Education set for extra £1m. a year for secondary schools

AN ADDITIONAL £1m. is set to be spent each year by Education, Sport & Culture on secondary education.

Education, Sport & Culture president Deputy Andrea Dudley-Owen maintained the island was on a positive trajectory despite the damning Ofsted report into St Sampson’s High.   (Picture by Nate Le Messurier, 31031774)
Education, Sport & Culture president Deputy Andrea Dudley-Owen maintained the island was on a positive trajectory despite the damning Ofsted report into St Sampson’s High. (Picture by Nate Le Messurier, 31031774)

A damning Ofsted report of St Sampson’s High School revealed issues with attendance, poor behaviour, bullying and teachers’ understanding of the curriculum.

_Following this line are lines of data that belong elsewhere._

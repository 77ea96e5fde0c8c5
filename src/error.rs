use std::path::PathBuf;
use thiserror::Error;

/// Failures that prevent a capture session from starting
///
/// The display text carries the libpcap message so it can be shown as-is.
#[derive(Debug, Error)]
pub enum CaptureError {
    #[error("a capture session is already running")]
    AlreadyRunning,

    #[error("unable to open network device {device}: {source}")]
    DeviceOpen {
        device: String,
        #[source]
        source: pcap::Error,
    },

    #[error("unable to open capture file {}: {source}", path.display())]
    FileOpen {
        path: PathBuf,
        #[source]
        source: pcap::Error,
    },

    #[error("unable to compile the packet filter \"{filter}\": {source}")]
    FilterCompile {
        filter: String,
        #[source]
        source: pcap::Error,
    },

    #[error("error setting the packet filter \"{filter}\": {source}")]
    FilterInstall {
        filter: String,
        #[source]
        source: pcap::Error,
    },

    #[error("unable to start the capture thread: {0}")]
    Spawn(#[from] std::io::Error),
}
//! Formatting utilities for traffic figures
//!
//! Consistent units for byte totals and transfer speeds across the
//! text output.

/// Formats byte counts with binary units (B, KB, MB, GB, TB)
///
/// # Examples
///
/// ```
/// use lan_watcher::cli::formatting::format_bytes;
///
/// assert_eq!(format_bytes(0), "0 B");
/// assert_eq!(format_bytes(512), "512 B");
/// assert_eq!(format_bytes(1024), "1.00 KB");
/// assert_eq!(format_bytes(1048576), "1.00 MB");
/// ```
pub fn format_bytes(bytes: u64) -> String {
    const UNITS: &[&str] = &["B", "KB", "MB", "GB", "TB"];
    let mut size = bytes as f64;
    let mut unit_index = 0;

    while size >= 1024.0 && unit_index < UNITS.len() - 1 {
        size /= 1024.0;
        unit_index += 1;
    }

    if unit_index == 0 {
        format!("{bytes} B")
    } else {
        format!("{size:.2} {}", UNITS[unit_index])
    }
}

/// Formats a speed given in KiB per second
///
/// ```
/// use lan_watcher::cli::formatting::format_kib_speed;
///
/// assert_eq!(format_kib_speed(0.5), "0.50 KB/s");
/// assert_eq!(format_kib_speed(2048.0), "2.00 MB/s");
/// ```
pub fn format_kib_speed(kib_per_sec: f64) -> String {
    if kib_per_sec < 1024.0 {
        format!("{kib_per_sec:.2} KB/s")
    } else if kib_per_sec < 1024.0 * 1024.0 {
        format!("{:.2} MB/s", kib_per_sec / 1024.0)
    } else {
        format!("{:.2} GB/s", kib_per_sec / (1024.0 * 1024.0))
    }
}

/// Shows `name` when known, the dotted address otherwise
pub fn display_name(name: &str, address: std::net::Ipv4Addr) -> String {
    if name.is_empty() {
        address.to_string()
    } else {
        name.to_string()
    }
}
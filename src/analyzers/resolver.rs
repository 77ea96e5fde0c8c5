use async_trait::async_trait;
use log::trace;
use std::net::{IpAddr, Ipv4Addr};

/// Reverse name lookup for an address
///
/// `None` covers every failure; callers never distinguish why a lookup failed.
#[async_trait]
pub trait NameResolver: Send + Sync + 'static {
    async fn reverse_lookup(&self, address: Ipv4Addr) -> Option<String>;
}

/// Uses the operating system resolver (`getnameinfo`) on the blocking pool
#[derive(Debug, Clone, Copy, Default)]
pub struct SystemResolver;

#[async_trait]
impl NameResolver for SystemResolver {
    async fn reverse_lookup(&self, address: Ipv4Addr) -> Option<String> {
        let result =
            tokio::task::spawn_blocking(move || dns_lookup::lookup_addr(&IpAddr::V4(address)))
                .await
                .ok()?;
        match result {
            Ok(name) => Some(name),
            Err(e) => {
                trace!("Reverse lookup for {address} failed: {e}");
                None
            }
        }
    }
}

/// Resolver that never produces a name
#[derive(Debug, Clone, Copy, Default)]
pub struct NoResolver;

#[async_trait]
impl NameResolver for NoResolver {
    async fn reverse_lookup(&self, _address: Ipv4Addr) -> Option<String> {
        None
    }
}
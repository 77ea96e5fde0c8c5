use anyhow::Result;
use clap::Parser;
use lan_watcher::cli::commands::Commands;
use lan_watcher::cli::{CaptureCommandHandler, Cli, handle_devices_command};

#[tokio::main]
async fn main() -> Result<()> {
    env_logger::init();

    let cli = Cli::parse();

    match cli.command {
        Commands::Devices => handle_devices_command()?,
        Commands::Capture(args) => CaptureCommandHandler::handle_capture_command(args).await?,
    }

    Ok(())
}
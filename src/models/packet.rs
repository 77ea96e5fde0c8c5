use chrono::{DateTime, Local, TimeZone};
use serde::{Deserialize, Serialize};
use std::fmt;
use std::net::Ipv4Addr;

use crate::models::protocols::{
    ETHERTYPE_ARP, ETHERTYPE_RARP, IP_PROTO_ICMP, IP_PROTO_IGMP, IP_PROTO_TCP, IP_PROTO_UDP,
};

/// One captured frame after dissection
///
/// `source_addr`/`dest_addr` are `0.0.0.0` when the frame carries no IPv4 or
/// ARP addressing; ports are `None` for everything that is not TCP or UDP.
#[derive(Debug, Clone, PartialEq, Eq, Serialize, Deserialize)]
pub struct PacketEvent {
    pub timestamp: CaptureTimestamp,
    /// Length on the wire, not the captured (snap) length
    pub length: u32,
    pub source_mac: String,
    pub dest_mac: String,
    pub kind: PacketKind,
    pub source_addr: Ipv4Addr,
    pub dest_addr: Ipv4Addr,
    pub source_port: Option<u16>,
    pub dest_port: Option<u16>,
    pub info: String,
}

#[derive(Debug, Clone, Copy, PartialEq, Eq, Hash, Serialize, Deserialize)]
pub struct CaptureTimestamp {
    pub seconds: i64,
    pub micros: i64,
}

/// Protocol classification of a frame
#[derive(Debug, Clone, Copy, PartialEq, Eq, Hash, Serialize, Deserialize)]
pub enum PacketKind {
    Arp,
    Rarp,
    Icmp,
    Igmp,
    Tcp,
    Udp,
    /// IPv4 with a transport protocol we do not dissect
    OtherIp(u8),
    /// Any other EtherType
    Other(u16),
}

/// Transport layer carrying a port number
#[derive(Debug, Clone, Copy, PartialEq, Eq, Hash, Serialize, Deserialize)]
pub enum Transport {
    Tcp,
    Udp,
}

impl CaptureTimestamp {
    pub fn new(seconds: i64, micros: i64) -> Self {
        Self { seconds, micros }
    }

    pub fn to_local(&self) -> DateTime<Local> {
        let nanos = u32::try_from(self.micros.clamp(0, 999_999) * 1000).unwrap_or(0);
        Local
            .timestamp_opt(self.seconds, nanos)
            .single()
            .unwrap_or_else(Local::now)
    }
}

impl fmt::Display for CaptureTimestamp {
    fn fmt(&self, f: &mut fmt::Formatter<'_>) -> fmt::Result {
        write!(f, "{}.{}", self.to_local().format("%H:%M:%S"), self.micros)
    }
}

impl PacketKind {
    /// Numeric identifier: the EtherType for link-layer kinds, the IP protocol
    /// number for dissected IPv4 kinds, 0 for undissected IPv4
    pub fn protocol_id(&self) -> u16 {
        match self {
            PacketKind::Arp => ETHERTYPE_ARP,
            PacketKind::Rarp => ETHERTYPE_RARP,
            PacketKind::Icmp => u16::from(IP_PROTO_ICMP),
            PacketKind::Igmp => u16::from(IP_PROTO_IGMP),
            PacketKind::Tcp => u16::from(IP_PROTO_TCP),
            PacketKind::Udp => u16::from(IP_PROTO_UDP),
            PacketKind::OtherIp(_) => 0,
            PacketKind::Other(ethertype) => *ethertype,
        }
    }

    pub fn is_ipv4(&self) -> bool {
        matches!(
            self,
            PacketKind::Icmp
                | PacketKind::Igmp
                | PacketKind::Tcp
                | PacketKind::Udp
                | PacketKind::OtherIp(_)
        )
    }

    pub fn transport(&self) -> Option<Transport> {
        match self {
            PacketKind::Tcp => Some(Transport::Tcp),
            PacketKind::Udp => Some(Transport::Udp),
            _ => None,
        }
    }

    pub fn label(&self) -> String {
        match self {
            PacketKind::Arp => "ARP".to_string(),
            PacketKind::Rarp => "RARP".to_string(),
            PacketKind::Icmp => "ICMP".to_string(),
            PacketKind::Igmp => "IGMP".to_string(),
            PacketKind::Tcp => "TCP".to_string(),
            PacketKind::Udp => "UDP".to_string(),
            PacketKind::OtherIp(proto) => format!("IP/{proto}"),
            PacketKind::Other(ethertype) => format!("0x{ethertype:04x}"),
        }
    }
}

impl PacketEvent {
    pub fn connection_string(&self) -> String {
        match (self.source_port, self.dest_port) {
            (Some(src_port), Some(dst_port)) => format!(
                "{}:{src_port} -> {}:{dst_port}",
                self.source_addr, self.dest_addr
            ),
            _ => format!("{} -> {}", self.source_addr, self.dest_addr),
        }
    }
}
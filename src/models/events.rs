//! Events crossing component boundaries
//!
//! `CaptureEvent` flows from the capture thread to the aggregation task over
//! a single ordered channel. `MonitorEvent` is what the aggregation task
//! publishes to whatever presents the data.

use chrono::{DateTime, Local};
use serde::{Deserialize, Serialize};
use std::fmt;
use std::net::Ipv4Addr;

use crate::models::packet::PacketEvent;
use crate::models::traffic::{
    AppRecord, DirectionalCounts, HostRecord, MulticastGroup, ProtocolCounts,
};

#[derive(Debug, Clone, Copy, PartialEq, Eq, Serialize, Deserialize)]
pub enum Severity {
    Warning,
    Critical,
}

#[derive(Debug, Clone, PartialEq, Eq, Serialize, Deserialize)]
pub struct InfoMessage {
    pub severity: Severity,
    pub title: String,
    pub body: String,
}

impl InfoMessage {
    pub fn new(severity: Severity, title: impl Into<String>, body: impl Into<String>) -> Self {
        Self {
            severity,
            title: title.into(),
            body: body.into(),
        }
    }

    pub fn warning(title: impl Into<String>, body: impl Into<String>) -> Self {
        Self::new(Severity::Warning, title, body)
    }

    pub fn critical(title: impl Into<String>, body: impl Into<String>) -> Self {
        Self::new(Severity::Critical, title, body)
    }
}

impl fmt::Display for InfoMessage {
    fn fmt(&self, f: &mut fmt::Formatter<'_>) -> fmt::Result {
        write!(f, "[{:?}] {}: {}", self.severity, self.title, self.body)
    }
}

/// Why the read loop exited on its own
#[derive(Debug, Clone, PartialEq, Eq, Serialize, Deserialize)]
pub enum EndReason {
    PacketLimit,
    ReadError(String),
    /// Offline capture ran out of frames
    EndOfStream,
}

#[derive(Debug, Clone, PartialEq)]
pub enum CaptureEvent {
    Started,
    Packet(PacketEvent),
    LoopEnded(EndReason),
    Stopped,
    Message(InfoMessage),
}

#[derive(Debug, Clone, Serialize)]
pub struct UserSnapshot {
    pub address: Ipv4Addr,
    pub name: String,
    pub upload_bytes: u64,
    pub download_bytes: u64,
    pub upload_kib_per_sec: f64,
    pub download_kib_per_sec: f64,
    pub counts: DirectionalCounts,
    pub hosts: Vec<HostRecord>,
    pub apps: Vec<AppRecord>,
}

/// The once-per-second bundle of aggregate state
#[derive(Debug, Clone, Serialize)]
pub struct Snapshot {
    pub taken_at: DateTime<Local>,
    pub packets_per_second: u64,
    pub packets: ProtocolCounts,
    pub upload_bytes: u64,
    pub download_bytes: u64,
    pub upload_kib_per_sec: f64,
    pub download_kib_per_sec: f64,
    /// Indexed in the order users were first seen
    pub users: Vec<UserSnapshot>,
    pub multicast: Vec<MulticastGroup>,
}

#[derive(Debug, Clone)]
pub enum MonitorEvent {
    Message(InfoMessage),
    CaptureStarted,
    CaptureStopped,
    CaptureEnded(EndReason),
    Packet(PacketEvent),
    NewUser {
        address: Ipv4Addr,
        first_seen: DateTime<Local>,
    },
    NewUserName {
        address: Ipv4Addr,
        name: String,
    },
    NewUserHost {
        user: Ipv4Addr,
        host: HostRecord,
    },
    NewUserApp {
        user: Ipv4Addr,
        app: AppRecord,
    },
    NewHostName {
        address: Ipv4Addr,
        name: String,
    },
    Snapshot(Box<Snapshot>),
}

‘We have asked for a £1m. increase to our budget – but that isn’t specifically around this particular school. This is around extra resources going into the school to enable it to make those improvements,’ said ESC president Andrea Dudley-Owen.

The additional funding was detailed in the Government Work Plan, agreed by the States earlier this month. In part the funding was driven by Covid and seeks to make education delivery more sustainable.

‘These are medium-, short-term measures in order to ensure [head teacher] Mrs [Vicky] Godley’s action and her senior leadership team's action is delivered upon and be delivered upon with support from the Education office. But the wider issues is that education needs improving across the board.’

Attendance was poor across the board, but particularly for disadvantaged children and those with special educational needs.

‘Attendance levels at school have dropped since the lockdowns and work needs to be done to engage with parents and carers to ensure they understand that it is really important their children come to school,’ said Deputy Dudley-Owen.

‘It is compulsory for children to access education in Guernsey. If the children are not being provided for by the States or private colleges, parents must say they are home-schooling.’

Ofsted said staff were not sufficiently skilled in subject curriculum design, behaviour management or supporting students with special educational needs.

‘The most important investment the States can make is in our children, and we must make sure our staff are well trained and that they have the tools to be the best teachers they can be. It’s not just about what happens to education. This is a community matter because it takes an island to raise a child,’ said Deputy Dudley-Owen.

When asked if she was concerned other schools would receive poor reports, she said everything has been put in place that needs to be done to rectify the problems.

‘There was a lack of leadership, structure and support for schools. We have a director of education who is immensely well-respected and trusted by the workforce. We have head teachers who are working collaboratively in all sectors – we are on a really positive trajectory.’

An emergency question was put to Deputy Dudley-Owen regarding the Ofsted report of St Sampson’s High School.

‘I formally apologise to the students, their families and the wider community for the failings,’ she said.

‘Vicky Godley has a good track record of leading schools to improvement and success.’